Well-meaning friends will say “Great! Eat! You can have anything you want.” But we live in the age of super-information with its blessings and curses and I know too much to just eat anything I want.
I know my mother didn’t worry about half the stuff I worry about today. But, for the most part, she ate vegetables from local farms and gardens, meats from cows/sheep/goats that ate grass and she was never really into sweets (such is the beauty of being born in the “developing” country).
I, on the other hand, am on the lookout for produce sprayed with pesticides, animal cruelty, and sugar content of just about any processed food out there. And I don’t even want to address fish and its mercurial blessings.
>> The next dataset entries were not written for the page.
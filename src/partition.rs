//! Balanced partitioning of a feature set into bounded groups.
//!
//! Centroids come from a `Clusterer`. Each centroid, in the order the clusterer returned them,
//! claims the `max_group_size` closest vectors that have not yet been claimed. This is a greedy
//! approximation: there is no reassignment pass afterwards, so a centroid processed late may be
//! left with vectors that are far from it.

use std::num::NonZero;

use tracing::debug;

use crate::{
    distance::l2,
    features::FeatureSet,
    input::{SubsetViewVectorStore, VectorStore},
    kmeans::Clusterer,
    Error, Result,
};

/// Identifiers claimed by a single centroid, ordered by ascending distance to that centroid.
#[derive(Debug, Clone, Default, PartialEq, Eq)]
pub struct Group(Vec<usize>);

impl Group {
    pub fn ids(&self) -> &[usize] {
        &self.0
    }

    pub fn len(&self) -> usize {
        self.0.len()
    }

    pub fn is_empty(&self) -> bool {
        self.0.is_empty()
    }

    pub fn iter(&self) -> impl Iterator<Item = usize> + '_ {
        self.0.iter().copied()
    }
}

impl From<Vec<usize>> for Group {
    fn from(value: Vec<usize>) -> Self {
        Self(value)
    }
}

/// An ordered sequence of disjoint groups that together cover every input identifier exactly
/// once. Groups appear in centroid processing order.
#[derive(Debug, Clone, PartialEq, Eq)]
pub struct Partition {
    max_group_size: NonZero<usize>,
    groups: Vec<Group>,
}

impl Partition {
    /// The bound on group size this partition was built with.
    pub fn max_group_size(&self) -> NonZero<usize> {
        self.max_group_size
    }

    pub fn groups(&self) -> &[Group] {
        &self.groups
    }

    /// Number of groups, including any empty ones.
    pub fn len(&self) -> usize {
        self.groups.len()
    }

    pub fn is_empty(&self) -> bool {
        self.groups.is_empty()
    }

    pub fn iter(&self) -> impl Iterator<Item = &Group> {
        self.groups.iter()
    }

    /// Total number of identifiers across all groups.
    pub fn assigned(&self) -> usize {
        self.groups.iter().map(Group::len).sum()
    }

    /// Resolve identifiers to class labels, one `Vec` per group.
    pub fn labels<'a>(&self, features: &'a FeatureSet) -> Vec<Vec<&'a str>> {
        self.groups
            .iter()
            .map(|g| g.iter().map(|id| features.label(id)).collect())
            .collect()
    }
}

/// Number of groups needed to hold `n` items when no group exceeds `max_group_size`.
pub fn group_count(n: usize, max_group_size: NonZero<usize>) -> usize {
    n.div_ceil(max_group_size.get())
}

/// Greedily assign every vector in `dataset` to one of `centroids`.
///
/// For each centroid in order, the vectors still in the pool are sorted by Euclidean distance to
/// the centroid (ties keep input order) and the closest `max_group_size` are removed from the
/// pool to form that centroid's group. If the pool runs dry the remaining groups are empty.
///
/// Fails if `max_group_size` is zero, if there are no centroids, if the centroids cannot hold
/// every vector, or if centroid and vector dimensions disagree.
pub fn greedy_assign<V: VectorStore, C: VectorStore>(
    dataset: &V,
    centroids: &C,
    max_group_size: usize,
) -> Result<Partition> {
    let max_group_size = NonZero::new(max_group_size)
        .ok_or_else(|| Error::input("max group size must be at least 1"))?;
    if centroids.is_empty() {
        return Err(Error::input("at least one centroid is required"));
    }
    if centroids.elem_stride() != dataset.elem_stride() {
        return Err(Error::shape(
            "centroid dimensions",
            dataset.elem_stride(),
            centroids.elem_stride(),
        ));
    }
    if centroids.len().saturating_mul(max_group_size.get()) < dataset.len() {
        return Err(Error::input(format!(
            "{} centroids with max group size {} cannot hold {} vectors",
            centroids.len(),
            max_group_size,
            dataset.len()
        )));
    }

    // Unclaimed vectors, always kept in input order.
    let mut pool = SubsetViewVectorStore::new(dataset, (0..dataset.len()).collect());
    let mut groups = Vec::with_capacity(centroids.len());
    for centroid in centroids.iter() {
        let mut scored = pool
            .iter()
            .enumerate()
            .map(|(i, v)| (pool.original_index(i), l2(centroid, v)))
            .collect::<Vec<_>>();
        // Stable sort so that equidistant vectors keep pool order.
        scored.sort_by(|a, b| a.1.total_cmp(&b.1));

        let take = max_group_size.get().min(scored.len());
        let group = scored[..take].iter().map(|(i, _)| *i).collect::<Vec<_>>();
        let mut remaining = scored[take..].iter().map(|(i, _)| *i).collect::<Vec<_>>();
        remaining.sort_unstable();
        pool = SubsetViewVectorStore::new(dataset, remaining);

        debug!(group_len = group.len(), remaining = pool.len(), "claimed group");
        groups.push(Group(group));
    }

    debug_assert!(pool.is_empty());
    Ok(Partition {
        max_group_size,
        groups,
    })
}

/// Partition `features` into `ceil(N / max_group_size)` groups of at most `max_group_size`.
///
/// Centroids are estimated by `clusterer` using `seed`, then vectors are assigned with
/// `greedy_assign()`.
pub fn partition(
    features: &FeatureSet,
    max_group_size: usize,
    clusterer: &dyn Clusterer,
    seed: u64,
) -> Result<Partition> {
    let max_group_size_nz = NonZero::new(max_group_size)
        .ok_or_else(|| Error::input("max group size must be at least 1"))?;
    if features.is_empty() {
        return Err(Error::input("cannot partition an empty feature set"));
    }
    let k = group_count(features.len(), max_group_size_nz);
    let centroids = clusterer.cluster(features.vectors(), k, seed)?;
    if centroids.len() != k {
        return Err(Error::input(format!(
            "clusterer returned {} centroids, expected {k}",
            centroids.len()
        )));
    }
    greedy_assign(features.vectors(), &centroids, max_group_size)
}

#[cfg(test)]
mod test {
    use std::{collections::HashSet, num::NonZero};

    use super::{greedy_assign, group_count, partition, Group, Partition};
    use crate::{
        features::FeatureSet,
        input::VecVectorStore,
        kmeans::{Clusterer, KMeansClusterer},
        Error, Result,
    };

    /// Clusterer that ignores its input and returns a fixed set of centroids.
    struct FixedClusterer(VecVectorStore<f32>);

    impl Clusterer for FixedClusterer {
        fn cluster(
            &self,
            _vectors: &VecVectorStore<f32>,
            _k: usize,
            _seed: u64,
        ) -> Result<VecVectorStore<f32>> {
            Ok(self.0.clone())
        }
    }

    fn store(points: &[f32]) -> VecVectorStore<f32> {
        let mut store = VecVectorStore::<f32>::with_capacity(1, points.len());
        for p in points {
            store.push(&[*p]);
        }
        store
    }

    fn scenario() -> FeatureSet {
        FeatureSet::new(
            1,
            [
                ("A", vec![0.0]),
                ("B", vec![1.0]),
                ("C", vec![10.0]),
                ("D", vec![11.0]),
                ("E", vec![20.0]),
            ],
        )
        .unwrap()
    }

    /// A deterministic spread of 2d points with several loose clusters.
    fn spread(n: usize) -> FeatureSet {
        FeatureSet::new(
            2,
            (0..n).map(|i| {
                let x = (i % 7) as f32 * 3.0 + (i as f32 * 0.37).sin();
                let y = (i % 5) as f32 * 2.0 + (i as f32 * 0.11).cos();
                (format!("c{i}"), vec![x, y])
            }),
        )
        .unwrap()
    }

    fn assert_valid(p: &Partition, n: usize, max_group_size: usize) {
        assert_eq!(
            p.len(),
            group_count(n, NonZero::new(max_group_size).unwrap())
        );
        assert!(p.iter().all(|g| g.len() <= max_group_size));
        let mut seen = HashSet::new();
        for id in p.iter().flat_map(|g| g.iter()) {
            assert!(seen.insert(id), "{id} assigned twice");
        }
        assert_eq!(seen, (0..n).collect::<HashSet<_>>());
        assert_eq!(p.assigned(), n);
    }

    #[test]
    fn group_counts() {
        let nz = |n: usize| NonZero::new(n).unwrap();
        assert_eq!(group_count(5, nz(2)), 3);
        assert_eq!(group_count(4, nz(2)), 2);
        assert_eq!(group_count(1, nz(7)), 1);
        assert_eq!(group_count(7, nz(1)), 7);
    }

    #[test]
    fn scenario_near_pairs_stay_together() {
        let features = scenario();
        let clusterer = FixedClusterer(store(&[0.5, 10.5, 20.0]));
        let p = partition(&features, 2, &clusterer, 0).unwrap();
        assert_eq!(
            p.labels(&features),
            vec![vec!["A", "B"], vec!["C", "D"], vec!["E"]]
        );

        let clusterer = FixedClusterer(store(&[10.5, 0.5, 20.0]));
        let p = partition(&features, 2, &clusterer, 0).unwrap();
        assert_eq!(
            p.labels(&features),
            vec![vec!["C", "D"], vec!["A", "B"], vec!["E"]]
        );
    }

    #[test]
    fn scenario_with_kmeans() {
        let features = scenario();
        let p = partition(&features, 2, &KMeansClusterer::default(), 42).unwrap();
        assert_valid(&p, 5, 2);
        let mut sizes = p.iter().map(Group::len).collect::<Vec<_>>();
        sizes.sort();
        assert_eq!(sizes, vec![1, 2, 2]);
        // A and B are closer to each other than to anything else whichever centroid goes first.
        let group_of = |id: usize| p.iter().position(|g| g.iter().any(|i| i == id));
        assert!(group_of(0).is_some());
        assert_eq!(group_of(0), group_of(1));
    }

    #[test]
    fn ties_keep_input_order() {
        let dataset = store(&[1.0, -1.0, 1.0, 3.0]);
        let p = greedy_assign(&dataset, &store(&[0.0, 3.0]), 2).unwrap();
        assert_eq!(p.groups(), &[Group::from(vec![0, 1]), Group::from(vec![3, 2])]);
    }

    #[test]
    fn group_order_is_distance_order() {
        let dataset = store(&[5.0, 1.0, 3.0, 0.0]);
        let p = greedy_assign(&dataset, &store(&[0.0]), 4).unwrap();
        assert_eq!(p.groups(), &[Group::from(vec![3, 1, 2, 0])]);
    }

    #[test]
    fn extra_centroids_produce_empty_groups() {
        let dataset = store(&[0.0, 1.0, 2.0]);
        let p = greedy_assign(&dataset, &store(&[0.0, 1.0, 2.0]), 3).unwrap();
        assert_eq!(p.len(), 3);
        assert_eq!(p.groups()[0].ids(), &[0, 1, 2]);
        assert!(p.groups()[1].is_empty());
        assert!(p.groups()[2].is_empty());
        assert_eq!(p.assigned(), 3);
    }

    #[test]
    fn max_group_size_at_least_n() {
        let features = spread(9);
        for max_group_size in [9, 10, 100] {
            let p = partition(&features, max_group_size, &KMeansClusterer::default(), 1).unwrap();
            assert_eq!(p.len(), 1);
            assert_valid(&p, 9, max_group_size);
        }
    }

    #[test]
    fn singleton_groups() {
        let features = spread(8);
        let p = partition(&features, 1, &KMeansClusterer::default(), 1).unwrap();
        assert_eq!(p.len(), 8);
        assert!(p.iter().all(|g| g.len() == 1));
        assert_valid(&p, 8, 1);
    }

    #[test]
    fn single_vector() {
        let features = FeatureSet::new(3, [("only", vec![1.0, 2.0, 3.0])]).unwrap();
        for max_group_size in [1, 2, 50] {
            let p = partition(&features, max_group_size, &KMeansClusterer::default(), 9).unwrap();
            assert_eq!(p.groups(), &[Group::from(vec![0])]);
        }
    }

    #[test]
    fn partition_properties() {
        let features = spread(23);
        for max_group_size in 1..=24 {
            let p = partition(&features, max_group_size, &KMeansClusterer::default(), 5).unwrap();
            assert_valid(&p, 23, max_group_size);
        }
    }

    #[test]
    fn deterministic_with_seed() {
        let features = spread(30);
        let clusterer = KMeansClusterer::default();
        for max_group_size in [2, 4, 7] {
            let a = partition(&features, max_group_size, &clusterer, 1234).unwrap();
            let b = partition(&features, max_group_size, &clusterer, 1234).unwrap();
            assert_eq!(a, b);
        }
    }

    #[test]
    fn shape_mismatch() {
        let dataset = store(&[0.0, 1.0]);
        let mut centroids = VecVectorStore::<f32>::new(2);
        centroids.push(&[0.0, 0.0]);
        assert!(matches!(
            greedy_assign(&dataset, &centroids, 2),
            Err(Error::Shape {
                expected: 1,
                actual: 2,
                ..
            })
        ));
    }

    #[test]
    fn shape_mismatch_from_clusterer() {
        let features = scenario();
        let mut centroids = VecVectorStore::<f32>::new(2);
        for _ in 0..3 {
            centroids.push(&[0.0, 0.0]);
        }
        assert!(matches!(
            partition(&features, 2, &FixedClusterer(centroids), 0),
            Err(Error::Shape { .. })
        ));
    }

    #[test]
    fn invalid_parameters() {
        let dataset = store(&[0.0, 1.0, 2.0]);
        assert!(matches!(
            greedy_assign(&dataset, &store(&[0.0, 1.0]), 0),
            Err(Error::Input(_))
        ));
        assert!(matches!(
            greedy_assign(&dataset, &store(&[0.0]), 2),
            Err(Error::Input(_))
        ));
        assert!(matches!(
            greedy_assign(&dataset, &VecVectorStore::<f32>::new(1), 2),
            Err(Error::Input(_))
        ));
        assert!(matches!(
            partition(&scenario(), 0, &KMeansClusterer::default(), 0),
            Err(Error::Input(_))
        ));
        assert!(matches!(
            partition(
                &FeatureSet::new(1, Vec::<(String, Vec<f32>)>::new()).unwrap(),
                2,
                &KMeansClusterer::default(),
                0
            ),
            Err(Error::Input(_))
        ));
    }

    #[test]
    fn wrong_centroid_count() {
        let features = scenario();
        let clusterer = FixedClusterer(store(&[0.0, 10.0]));
        assert!(matches!(
            partition(&features, 2, &clusterer, 0),
            Err(Error::Input(_))
        ));
    }
}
It’s easy for me to get discouraged in this pursuit of real, clean food; from it being hard to find (on, say, interstates) to possible social consequences (if you enjoy perfunctory teasing for being a vegetarian, you’ll love going 100 % organic. I just can’t wait to start breastfeeding…). But, I stand on the shoulders of giants, people who fought and are still fighting with corporations, the government, and cancer so that the rest of us can be picky eaters. So what’s a little ridicule compared to those real battles? So what if I appear as either a snob or a cracked up, over-protective female mammal? I’m safely tucked in the folds of others who know better. And I get positively giddy when driving through Pennsylvania where I am now, I see cows grazing and find random farmers selling their goods. Chris and I will on the lookout for dairy farms selling raw milk, something I thought impossible in this freedom loving United States. Did I say I was giddy?